ASSIGNMENT »
Which lines in the data below contain the string "None"? Show each one.

RECORDS SUPPLIED »
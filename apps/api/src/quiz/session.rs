//! A single pass through the question set.
//!
//! Answers are built from the question currently on screen, so a run holds exactly
//! one answer per question it has advanced past. A finished run is terminal; a retake
//! starts a new `QuizRun` instead of reusing this one.

use thiserror::Error;

use crate::quiz::questions::Question;
use crate::quiz::scoring::{progress, score, Answer, QuizResult, Response};

#[derive(Debug, Clone, PartialEq, Eq)]
pub enum RunState {
    InProgress { index: usize },
    Complete(QuizResult),
}

#[derive(Debug, Error, PartialEq, Eq)]
pub enum QuizRunError {
    #[error("quiz run is already complete")]
    AlreadyComplete,

    #[error("already at the first question")]
    AtFirstQuestion,
}

#[derive(Debug, Clone)]
pub struct QuizRun {
    questions: Vec<Question>,
    answers: Vec<Answer>,
    state: RunState,
}

impl QuizRun {
    pub fn new(questions: &[Question]) -> Self {
        let state = if questions.is_empty() {
            RunState::Complete(score(&[]))
        } else {
            RunState::InProgress { index: 0 }
        };
        Self {
            questions: questions.to_vec(),
            answers: Vec::with_capacity(questions.len()),
            state,
        }
    }

    pub fn state(&self) -> &RunState {
        &self.state
    }

    pub fn total(&self) -> usize {
        self.questions.len()
    }

    pub fn answers(&self) -> &[Answer] {
        &self.answers
    }

    pub fn current_question(&self) -> Option<&Question> {
        match self.state {
            RunState::InProgress { index } => self.questions.get(index),
            RunState::Complete(_) => None,
        }
    }

    /// Display percentage for the question on screen; 100 once complete.
    pub fn progress(&self) -> u32 {
        match self.state {
            RunState::InProgress { index } => progress(index, self.total()),
            RunState::Complete(_) => 100,
        }
    }

    pub fn result(&self) -> Option<&QuizResult> {
        match &self.state {
            RunState::Complete(result) => Some(result),
            RunState::InProgress { .. } => None,
        }
    }

    /// Record `response` for the current question. Returns the result when this
    /// was the last question.
    pub fn advance(&mut self, response: Response) -> Result<Option<QuizResult>, QuizRunError> {
        let index = match self.state {
            RunState::InProgress { index } => index,
            RunState::Complete(_) => return Err(QuizRunError::AlreadyComplete),
        };
        let question = &self.questions[index];
        self.answers.push(Answer {
            question_id: question.id,
            response,
            category: question.category,
            weight: question.weight,
        });

        if index + 1 == self.total() {
            let result = score(&self.answers);
            self.state = RunState::Complete(result.clone());
            Ok(Some(result))
        } else {
            self.state = RunState::InProgress { index: index + 1 };
            Ok(None)
        }
    }

    /// Step back one question, discarding the answer recorded for it.
    pub fn retreat(&mut self) -> Result<(), QuizRunError> {
        match self.state {
            RunState::Complete(_) => Err(QuizRunError::AlreadyComplete),
            RunState::InProgress { index: 0 } => Err(QuizRunError::AtFirstQuestion),
            RunState::InProgress { index } => {
                self.answers.pop();
                self.state = RunState::InProgress { index: index - 1 };
                Ok(())
            }
        }
    }
}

RESPONSE BELOW »
            RunState::Complete(_) => None,
            RunState::InProgress { .. } => None,
            Ok(None)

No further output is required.